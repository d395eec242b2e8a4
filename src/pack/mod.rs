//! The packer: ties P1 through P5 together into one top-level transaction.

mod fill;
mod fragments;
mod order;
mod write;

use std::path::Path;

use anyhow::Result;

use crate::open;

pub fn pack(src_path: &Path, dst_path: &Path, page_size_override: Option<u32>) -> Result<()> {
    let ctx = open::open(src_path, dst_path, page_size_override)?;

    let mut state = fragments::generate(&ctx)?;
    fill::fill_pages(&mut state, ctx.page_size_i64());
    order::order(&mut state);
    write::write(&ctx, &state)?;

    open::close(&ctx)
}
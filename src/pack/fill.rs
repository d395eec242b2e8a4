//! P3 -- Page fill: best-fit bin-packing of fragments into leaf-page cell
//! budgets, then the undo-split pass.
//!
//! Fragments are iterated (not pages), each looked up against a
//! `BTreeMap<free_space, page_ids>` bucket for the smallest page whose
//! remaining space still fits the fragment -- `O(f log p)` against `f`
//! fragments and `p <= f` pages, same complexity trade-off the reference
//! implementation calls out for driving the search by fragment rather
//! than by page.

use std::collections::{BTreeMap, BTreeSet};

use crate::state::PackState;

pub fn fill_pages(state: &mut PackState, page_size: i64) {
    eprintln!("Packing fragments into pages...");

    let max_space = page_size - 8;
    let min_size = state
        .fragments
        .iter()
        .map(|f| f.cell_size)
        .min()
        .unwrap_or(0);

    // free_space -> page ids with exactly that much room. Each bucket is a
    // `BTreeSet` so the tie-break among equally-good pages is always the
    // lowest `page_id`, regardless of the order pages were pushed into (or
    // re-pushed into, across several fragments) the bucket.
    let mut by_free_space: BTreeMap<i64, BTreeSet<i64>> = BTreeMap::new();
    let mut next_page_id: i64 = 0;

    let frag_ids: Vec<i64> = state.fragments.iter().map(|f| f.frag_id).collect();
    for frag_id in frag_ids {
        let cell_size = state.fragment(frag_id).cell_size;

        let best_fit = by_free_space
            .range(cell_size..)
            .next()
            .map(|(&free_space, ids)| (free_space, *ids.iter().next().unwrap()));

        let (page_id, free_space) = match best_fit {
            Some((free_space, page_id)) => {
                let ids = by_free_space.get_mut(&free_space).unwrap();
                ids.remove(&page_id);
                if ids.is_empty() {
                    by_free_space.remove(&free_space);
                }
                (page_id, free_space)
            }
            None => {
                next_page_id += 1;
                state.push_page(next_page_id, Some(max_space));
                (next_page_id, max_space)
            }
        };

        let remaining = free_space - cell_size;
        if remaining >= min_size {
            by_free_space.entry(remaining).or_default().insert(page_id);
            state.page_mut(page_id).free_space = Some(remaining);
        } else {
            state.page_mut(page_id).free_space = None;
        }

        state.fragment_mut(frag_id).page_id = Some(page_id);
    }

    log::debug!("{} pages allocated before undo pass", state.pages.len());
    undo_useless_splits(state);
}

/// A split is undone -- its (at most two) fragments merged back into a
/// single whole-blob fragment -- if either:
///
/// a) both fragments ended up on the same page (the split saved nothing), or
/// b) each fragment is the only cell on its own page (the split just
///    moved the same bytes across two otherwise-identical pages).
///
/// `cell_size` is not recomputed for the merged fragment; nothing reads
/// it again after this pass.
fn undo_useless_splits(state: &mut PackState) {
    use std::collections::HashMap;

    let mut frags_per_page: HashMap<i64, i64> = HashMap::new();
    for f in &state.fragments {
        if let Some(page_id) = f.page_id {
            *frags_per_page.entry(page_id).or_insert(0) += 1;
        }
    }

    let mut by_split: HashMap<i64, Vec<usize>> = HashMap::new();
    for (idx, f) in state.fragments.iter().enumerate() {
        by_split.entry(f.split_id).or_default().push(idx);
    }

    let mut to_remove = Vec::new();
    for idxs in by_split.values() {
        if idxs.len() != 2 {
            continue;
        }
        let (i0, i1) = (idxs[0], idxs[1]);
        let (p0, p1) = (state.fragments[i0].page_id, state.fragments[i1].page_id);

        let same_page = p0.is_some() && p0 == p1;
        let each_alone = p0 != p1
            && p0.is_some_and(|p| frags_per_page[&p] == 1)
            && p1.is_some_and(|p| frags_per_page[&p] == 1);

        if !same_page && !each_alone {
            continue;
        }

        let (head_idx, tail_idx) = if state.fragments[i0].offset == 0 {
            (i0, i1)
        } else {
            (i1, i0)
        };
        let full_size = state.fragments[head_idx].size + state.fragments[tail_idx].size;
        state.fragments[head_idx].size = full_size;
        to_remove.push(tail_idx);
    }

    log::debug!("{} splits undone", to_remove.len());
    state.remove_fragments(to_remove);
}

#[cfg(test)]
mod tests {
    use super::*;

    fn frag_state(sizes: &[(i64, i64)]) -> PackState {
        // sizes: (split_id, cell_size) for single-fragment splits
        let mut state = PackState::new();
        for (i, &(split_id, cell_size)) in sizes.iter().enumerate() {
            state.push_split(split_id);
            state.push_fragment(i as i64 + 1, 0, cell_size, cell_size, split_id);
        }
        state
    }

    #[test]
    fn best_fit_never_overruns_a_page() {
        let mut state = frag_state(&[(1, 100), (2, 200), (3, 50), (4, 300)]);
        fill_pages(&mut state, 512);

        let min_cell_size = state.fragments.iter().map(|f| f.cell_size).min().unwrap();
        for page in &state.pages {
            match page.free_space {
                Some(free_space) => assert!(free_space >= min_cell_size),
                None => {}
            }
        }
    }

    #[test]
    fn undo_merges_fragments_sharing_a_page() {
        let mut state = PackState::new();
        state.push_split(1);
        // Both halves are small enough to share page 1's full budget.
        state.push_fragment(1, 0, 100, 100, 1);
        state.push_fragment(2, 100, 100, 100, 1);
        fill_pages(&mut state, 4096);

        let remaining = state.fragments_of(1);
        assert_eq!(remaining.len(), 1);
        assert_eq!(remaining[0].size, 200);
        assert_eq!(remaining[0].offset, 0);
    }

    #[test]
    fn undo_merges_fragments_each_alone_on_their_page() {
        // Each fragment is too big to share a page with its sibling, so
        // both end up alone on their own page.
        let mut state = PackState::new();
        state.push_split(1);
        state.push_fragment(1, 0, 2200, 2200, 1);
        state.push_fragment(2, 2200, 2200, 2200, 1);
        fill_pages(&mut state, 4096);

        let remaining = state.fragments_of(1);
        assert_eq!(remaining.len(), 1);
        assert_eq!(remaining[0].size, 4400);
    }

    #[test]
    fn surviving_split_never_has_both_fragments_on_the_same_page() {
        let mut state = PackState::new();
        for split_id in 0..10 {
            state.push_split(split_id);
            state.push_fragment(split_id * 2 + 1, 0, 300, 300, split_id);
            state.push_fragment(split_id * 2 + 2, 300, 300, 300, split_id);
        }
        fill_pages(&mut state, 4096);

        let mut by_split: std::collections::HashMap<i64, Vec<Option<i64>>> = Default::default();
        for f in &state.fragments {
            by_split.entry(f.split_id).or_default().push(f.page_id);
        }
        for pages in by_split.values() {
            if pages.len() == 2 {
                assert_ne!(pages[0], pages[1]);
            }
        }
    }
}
┄┄┄┄┄┄
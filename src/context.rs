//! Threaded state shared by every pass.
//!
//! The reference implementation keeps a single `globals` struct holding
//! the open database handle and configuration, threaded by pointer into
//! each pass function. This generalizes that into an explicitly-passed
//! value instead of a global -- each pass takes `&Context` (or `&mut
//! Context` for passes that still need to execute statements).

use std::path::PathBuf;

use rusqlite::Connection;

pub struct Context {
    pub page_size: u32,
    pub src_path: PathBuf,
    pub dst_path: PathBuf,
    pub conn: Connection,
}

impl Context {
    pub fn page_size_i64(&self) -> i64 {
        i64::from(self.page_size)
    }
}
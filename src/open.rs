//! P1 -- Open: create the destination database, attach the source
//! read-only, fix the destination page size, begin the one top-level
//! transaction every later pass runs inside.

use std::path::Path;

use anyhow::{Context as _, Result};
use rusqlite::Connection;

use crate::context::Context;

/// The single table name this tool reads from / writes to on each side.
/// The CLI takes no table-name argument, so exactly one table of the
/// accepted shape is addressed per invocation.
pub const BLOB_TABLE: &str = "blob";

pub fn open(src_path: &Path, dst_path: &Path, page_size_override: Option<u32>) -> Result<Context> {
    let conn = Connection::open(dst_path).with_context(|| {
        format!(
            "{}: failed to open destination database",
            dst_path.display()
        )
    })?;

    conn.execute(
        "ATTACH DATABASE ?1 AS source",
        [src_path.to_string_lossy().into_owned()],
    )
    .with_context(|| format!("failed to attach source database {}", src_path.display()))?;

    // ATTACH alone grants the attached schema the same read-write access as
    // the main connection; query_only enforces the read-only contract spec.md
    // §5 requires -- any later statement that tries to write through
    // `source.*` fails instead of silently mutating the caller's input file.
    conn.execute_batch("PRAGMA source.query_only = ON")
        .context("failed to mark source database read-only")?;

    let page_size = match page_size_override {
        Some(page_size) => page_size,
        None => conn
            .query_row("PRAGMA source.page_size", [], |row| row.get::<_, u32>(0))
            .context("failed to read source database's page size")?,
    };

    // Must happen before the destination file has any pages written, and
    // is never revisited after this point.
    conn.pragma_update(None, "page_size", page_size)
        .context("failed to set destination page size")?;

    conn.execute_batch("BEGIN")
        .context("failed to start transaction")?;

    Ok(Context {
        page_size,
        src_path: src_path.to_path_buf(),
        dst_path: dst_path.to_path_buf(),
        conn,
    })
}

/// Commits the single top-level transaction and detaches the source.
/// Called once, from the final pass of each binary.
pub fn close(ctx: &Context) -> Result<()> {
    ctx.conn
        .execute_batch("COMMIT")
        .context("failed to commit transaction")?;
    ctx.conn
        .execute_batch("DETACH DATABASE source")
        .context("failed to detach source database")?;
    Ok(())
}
┄┄┄┄┄┄
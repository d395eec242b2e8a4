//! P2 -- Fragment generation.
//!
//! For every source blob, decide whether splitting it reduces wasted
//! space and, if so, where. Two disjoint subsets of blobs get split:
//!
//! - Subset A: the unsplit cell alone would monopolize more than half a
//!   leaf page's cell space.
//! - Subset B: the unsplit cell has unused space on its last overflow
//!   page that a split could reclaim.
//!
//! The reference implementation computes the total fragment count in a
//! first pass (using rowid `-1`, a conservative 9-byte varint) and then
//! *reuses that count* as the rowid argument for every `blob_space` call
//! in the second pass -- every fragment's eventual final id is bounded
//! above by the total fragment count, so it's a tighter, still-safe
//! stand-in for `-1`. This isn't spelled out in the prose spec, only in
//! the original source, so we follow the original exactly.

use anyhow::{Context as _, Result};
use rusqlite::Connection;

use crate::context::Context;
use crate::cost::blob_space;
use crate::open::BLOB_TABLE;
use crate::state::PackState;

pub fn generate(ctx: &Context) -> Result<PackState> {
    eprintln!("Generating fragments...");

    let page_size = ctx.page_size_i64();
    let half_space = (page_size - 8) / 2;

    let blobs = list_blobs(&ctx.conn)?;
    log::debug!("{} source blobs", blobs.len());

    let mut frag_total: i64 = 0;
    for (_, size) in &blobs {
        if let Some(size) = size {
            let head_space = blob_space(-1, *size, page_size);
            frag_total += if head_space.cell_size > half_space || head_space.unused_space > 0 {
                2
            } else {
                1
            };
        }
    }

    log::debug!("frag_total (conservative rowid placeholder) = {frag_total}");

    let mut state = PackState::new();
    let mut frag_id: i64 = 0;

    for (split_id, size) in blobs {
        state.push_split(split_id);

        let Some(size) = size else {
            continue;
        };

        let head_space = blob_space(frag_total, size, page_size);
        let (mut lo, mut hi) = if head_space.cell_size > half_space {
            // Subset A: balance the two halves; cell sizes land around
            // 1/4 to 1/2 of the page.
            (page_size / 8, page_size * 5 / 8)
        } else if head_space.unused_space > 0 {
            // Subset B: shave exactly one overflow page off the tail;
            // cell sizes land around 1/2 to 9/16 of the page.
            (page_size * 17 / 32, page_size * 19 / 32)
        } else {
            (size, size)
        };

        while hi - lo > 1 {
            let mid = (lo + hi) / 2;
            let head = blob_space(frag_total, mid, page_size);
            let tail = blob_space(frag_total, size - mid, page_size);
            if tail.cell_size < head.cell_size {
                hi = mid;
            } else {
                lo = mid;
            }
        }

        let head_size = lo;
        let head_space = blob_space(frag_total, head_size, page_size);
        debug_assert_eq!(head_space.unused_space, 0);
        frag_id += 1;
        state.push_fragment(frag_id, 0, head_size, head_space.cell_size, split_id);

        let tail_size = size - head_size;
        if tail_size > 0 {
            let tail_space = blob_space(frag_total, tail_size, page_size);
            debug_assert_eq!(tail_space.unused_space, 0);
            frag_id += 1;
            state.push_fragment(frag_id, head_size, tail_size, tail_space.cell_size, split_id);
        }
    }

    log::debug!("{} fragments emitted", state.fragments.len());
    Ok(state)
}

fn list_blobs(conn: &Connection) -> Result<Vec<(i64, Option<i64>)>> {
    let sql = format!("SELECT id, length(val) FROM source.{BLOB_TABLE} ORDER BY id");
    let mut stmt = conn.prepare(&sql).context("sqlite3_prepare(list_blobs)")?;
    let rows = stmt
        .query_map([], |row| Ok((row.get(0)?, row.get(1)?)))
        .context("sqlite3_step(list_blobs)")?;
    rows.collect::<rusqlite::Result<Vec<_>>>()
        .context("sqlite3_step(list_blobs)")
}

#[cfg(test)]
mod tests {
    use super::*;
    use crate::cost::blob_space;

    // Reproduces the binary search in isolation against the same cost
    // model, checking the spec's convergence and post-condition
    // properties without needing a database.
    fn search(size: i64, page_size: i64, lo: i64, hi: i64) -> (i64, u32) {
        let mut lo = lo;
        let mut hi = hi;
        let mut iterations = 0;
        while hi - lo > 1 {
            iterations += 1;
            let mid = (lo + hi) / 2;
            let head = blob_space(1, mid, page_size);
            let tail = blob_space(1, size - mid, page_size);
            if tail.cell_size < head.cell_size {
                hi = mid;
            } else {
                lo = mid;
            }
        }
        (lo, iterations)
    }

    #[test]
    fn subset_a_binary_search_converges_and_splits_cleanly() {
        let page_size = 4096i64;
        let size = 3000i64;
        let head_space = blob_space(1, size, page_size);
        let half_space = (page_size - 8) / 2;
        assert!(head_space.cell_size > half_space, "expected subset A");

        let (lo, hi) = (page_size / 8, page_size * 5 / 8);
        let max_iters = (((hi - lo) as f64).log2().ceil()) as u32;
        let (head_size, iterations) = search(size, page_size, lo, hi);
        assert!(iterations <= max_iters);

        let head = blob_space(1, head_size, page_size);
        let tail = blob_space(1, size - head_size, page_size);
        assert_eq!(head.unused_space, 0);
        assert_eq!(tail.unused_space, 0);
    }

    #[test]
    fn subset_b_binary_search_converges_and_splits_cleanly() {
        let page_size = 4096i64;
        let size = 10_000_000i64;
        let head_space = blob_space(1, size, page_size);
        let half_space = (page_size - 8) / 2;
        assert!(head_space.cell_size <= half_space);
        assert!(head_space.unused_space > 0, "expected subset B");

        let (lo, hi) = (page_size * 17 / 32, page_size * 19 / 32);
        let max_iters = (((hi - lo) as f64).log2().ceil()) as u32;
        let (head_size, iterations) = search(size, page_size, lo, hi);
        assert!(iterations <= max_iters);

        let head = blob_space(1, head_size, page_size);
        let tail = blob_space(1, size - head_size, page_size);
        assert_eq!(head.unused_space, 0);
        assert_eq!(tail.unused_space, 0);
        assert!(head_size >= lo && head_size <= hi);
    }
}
┄┄┄┄┄┄
**PROBLEM DETAILS**
From the data above, copy out every line with the string "pushed" in it.

**FINAL ANSWER**
    // lowest `page_id`, regardless of the order pages were pushed into (or
    // re-pushed into, across several fragments) the bucket.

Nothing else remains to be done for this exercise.